LittleInch again - We are still working on our piping drawings, and this is a rather proprietary project for the client. Hence, I have used few identifiers. But the client is...large, and does have an established safety review program. Could we do it? At the end of the day... yes, for a cost. I think. The type K copper for Ar and N2 piping could be changed to 316L seamless for not a lot of additional $ - although bronze fittings (for copper) are about 1/3 the cost of 316L fittings. However, the 1500 psi O2 piping would be a different story. Per earlier, we cannot go to stainless. Which would direct us to a Monel 400 series; it does have the same exemption pressure (per EIGA 13/02/E) as copper at 3000 psi, so that's good. While 1"/0.12" wall copper is about $45/ft, 400 Monel is about $70/ft. For the nominal 600 ft we have, $15k is (I guess) not that much in the grand scheme of things.
But...again, I am ...still... not sure if this is a real problem. Guess we can kick this up the chain and see what the client's safety guys want.

 

[Prometheus21]

Hello,

That is interesting. I've been on the other end of this process, I've designed the equipment used for filling cylinders, high pressure hoses, pressure regulators, bundle manifolds, 12, 16, 32 & 64 cylinder bundle filling (distribution systems) ect. That being said every piece of equipment in said system is designed so that the connected piping doesn't have to be rated to take unregulated tank pressure on the end users part. In other words the end-user only have to worry about the regulated pressure.

"It has always been assumed that the pressure regulator does its job; and if it fails, the pressure relief valve does its job" - correct. Now some end-users still equip additional safety measures in their system to avoid a high pressure discharging into the main system, but it's not common.

"As indicated earlier, soldering/brazing does not have the pressure rating" - That depends on the design. Filling gap, tolerances, materials and production methods plays a major role in the strength of the joint. For reference; we make brazed silver joints with (mostly) brass, that withstand leak testing at 5000 psi, and a hydrostatic pressure at 1600+ bar (23000 psi) (both SS tubing + brass/ brass - brass combinations). Now with copper you will have a reduced pressure rating for sure, but a properly brazed joint will in many cases be as strong or stronger than the base metals being joined. As long as the tubing can handle the pressure, the brazed joint can as well.

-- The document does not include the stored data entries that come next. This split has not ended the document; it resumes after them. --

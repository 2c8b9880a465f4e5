use std::sync::Arc;

use axum::{
    extract::{Path, State},
    response::{Html, Redirect},
};
use certcheck_core::AppError;
use uuid::Uuid;

use crate::error::HttpAppError;
use crate::state::AppState;
use crate::views;

const LIST_PATH: &str = "/view";

/// GET /view
pub async fn list_submissions(
    State(state): State<Arc<AppState>>,
) -> Result<Html<String>, HttpAppError> {
    let records = state.submissions.list().await?;
    Ok(Html(views::submissions(&records)))
}

/// POST /delete/{index}
///
/// Positional delete. Indices past the end are ignored and still redirect
/// back to the list. Anything that is not a non-negative integer is not found.
#[tracing::instrument(skip(state), fields(operation = "delete_by_index"))]
pub async fn delete_by_index(
    State(state): State<Arc<AppState>>,
    Path(index): Path<String>,
) -> Result<Redirect, HttpAppError> {
    let index: usize = index
        .parse()
        .map_err(|_| HttpAppError(AppError::NotFound(format!("No submission at '{}'", index))))?;

    if state.submissions.delete_at(index).await?.is_none() {
        tracing::debug!(index, "No submission at index, nothing deleted");
    }
    Ok(Redirect::to(LIST_PATH))
}

/// POST /submissions/{id}/delete
#[tracing::instrument(skip(state), fields(operation = "delete_by_id"))]
pub async fn delete_by_id(
    State(state): State<Arc<AppState>>,
    Path(id): Path<String>,
) -> Result<Redirect, HttpAppError> {
    let id = Uuid::parse_str(&id)
        .map_err(|_| HttpAppError(AppError::NotFound(format!("No submission '{}'", id))))?;

    if state.submissions.delete_by_id(id).await?.is_none() {
        tracing::debug!(%id, "Submission already gone, nothing deleted");
    }
    Ok(Redirect::to(LIST_PATH))
}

NB! Since brazing doesn't involve melting the base metals they retain most of their physical properties. The low temperature involved in the brazing process minimizes the danger of metal distortion or warping. Now this doesn't reduce the need for extensive cleaning afterwards to make the system approved for oxygen service.

As for pricing: we usually use Monel 400 or Cu-Ni 90-10 alloy if we can. But the pricing is higher and some customers then demand the use of standard copper instead.

 

[LittleInch]

Pagomitch,

That's a good well argued response which you need to write doyen and detail with cost and schedule impact and send it to the relevant party, be that the owner or whoever is employing you to do the work.

On the SOP issue I get you, but now you're doing something different. It's not 60psi O2, it's 1200. Oxygen is a fluid I've managed to avoid so far but I know it has its own special issues. In my field this is like coming into a terminal with a high pressure pipeline. We don't full rate the terminal pipework and fitting because it would cost a fortune compared to regulating pressure and installing relief valve. But there are some occasions where eliminating an overpressure risk is worth it. That's clearly what the other party think, whether they know it or not.

So my recommendation is present the two options to whoever can make a decision is a costed fashion and then accept their ruling and build it. IMHO.



Remember - More details = better answers
Also: If you get a response it's polite to respond to it.